Vladimir Prus writes:
Aleksey Gurtovoy wrote:
The first two archives does not give write permissions to the user (for the unarchived files).
That's intentional. After all, normally you shouldn't be modifying anything in the distribution. Or should you?
No unix source package I ever downloaded had read-only files.
Could our long-time unix users confirm/negate this experience?
That gives no protection, really.
It prevents you from accidental editing/deletion.
If I unintentionally remove some files, I can just reinstall.
I'd rather be saved from that.
If I want to edit them, I'll edit them anyway.

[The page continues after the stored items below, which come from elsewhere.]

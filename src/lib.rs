//! # focus_textrank
//!
//! Extractive, focus-aware document summarization built on TextRank.
//!
//! Sentences become nodes of a dense graph weighted by the cosine similarity
//! of their stemmed content terms. Power iteration ranks them and the best
//! ones are returned in reading order. On top of that the crate segments
//! documents into introduction, body and conclusion, summarizes the whole
//! document or one section, extracts frequency-ranked keyphrases and renders
//! the result as concise text, bullets or a detailed report.
//!
//! ## Features
//!
//! - **`linguistic`** (default): UAX #29 segmentation and a Porter stemmer.
//!   Without it a regex tokenizer is used.
//! - **`python`**: PyO3 bindings.
//!
//! ```
//! use focus_textrank::{summarize_content, FormatType, SummarizerConfig};
//!
//! let text = "Rust is fast. Rust is safe. Cargo builds Rust code. \
//!             Crates share Rust code. The borrow checker keeps Rust safe.";
//! let config = SummarizerConfig::default().with_format(FormatType::Bullet);
//! let summary = summarize_content(text, &config);
//! assert!(summary.starts_with("Summary:"));
//! ```

/// Enter a tracing span for one summarization stage until the end of scope
macro_rules! trace_stage {
    ($name:expr) => {
        let _span = tracing::info_span!("summarize_stage", stage = $name).entered();
    };
}

pub mod errors;
pub mod format;
pub mod graph;
pub mod nlp;
pub mod pagerank;
pub mod phrase;
pub mod summarizer;
pub mod types;

#[cfg(feature = "python")]
pub mod python;

// Re-export commonly used types
pub use errors::{Result, SummarizeError};
pub use types::{
    DocumentStructure, FocusArea, FormatType, Keyphrase, Section, SelectionConfig, Sentence,
    StudyMaterial, SummarizerConfig, SummaryResult,
};

// Re-export main functionality
pub use format::render;
pub use graph::similarity::{SimilarityMatrix, SimilarityMatrixBuilder};
pub use nlp::{
    stopwords::StopwordFilter,
    tokenizer::{RegexTokenizer, Tokenizer, TokenizerKind},
};
pub use pagerank::{power::PowerIterationRanker, RankResult};
pub use phrase::keyphrase::KeyphraseExtractor;
pub use summarizer::content::{clean_whitespace, extract_main_content};
pub use summarizer::focused::{summarize_content, ComposedSummary, FocusedSummaryComposer};
pub use summarizer::selector::SentenceSelector;
pub use summarizer::structure::DocumentStructureSegmenter;
pub use summarizer::textrank::TextRankSummarizer;

#[cfg(feature = "linguistic")]
pub use nlp::tokenizer::LinguisticTokenizer;

/// Library version
pub const VERSION: &str = env!("CARGO_PKG_VERSION");

#[cfg(feature = "python")]
use pyo3::prelude::*;

/// Initialize the Python module
#[cfg(feature = "python")]
#[pymodule]
fn _rust(m: &Bound<'_, PyModule>) -> PyResult<()> {
    python::register_module(m)?;
    Ok(())
}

Sure, if you know what you are doing. You are not supposed to be doing that, though, so that fact that you have to apply an extra effort here shouldn't matter. IOW, the point is that there are hardly any use cases for editing the files that came from the tarball that favor "easiness of editing", and there is a number of use cases in support of read-only status.
Write protection will just get in the way. BTW, just like it gets in the way with Boost CVS -- somehow all files are read only and I constantly have to change permissions or tell Emacs to override them.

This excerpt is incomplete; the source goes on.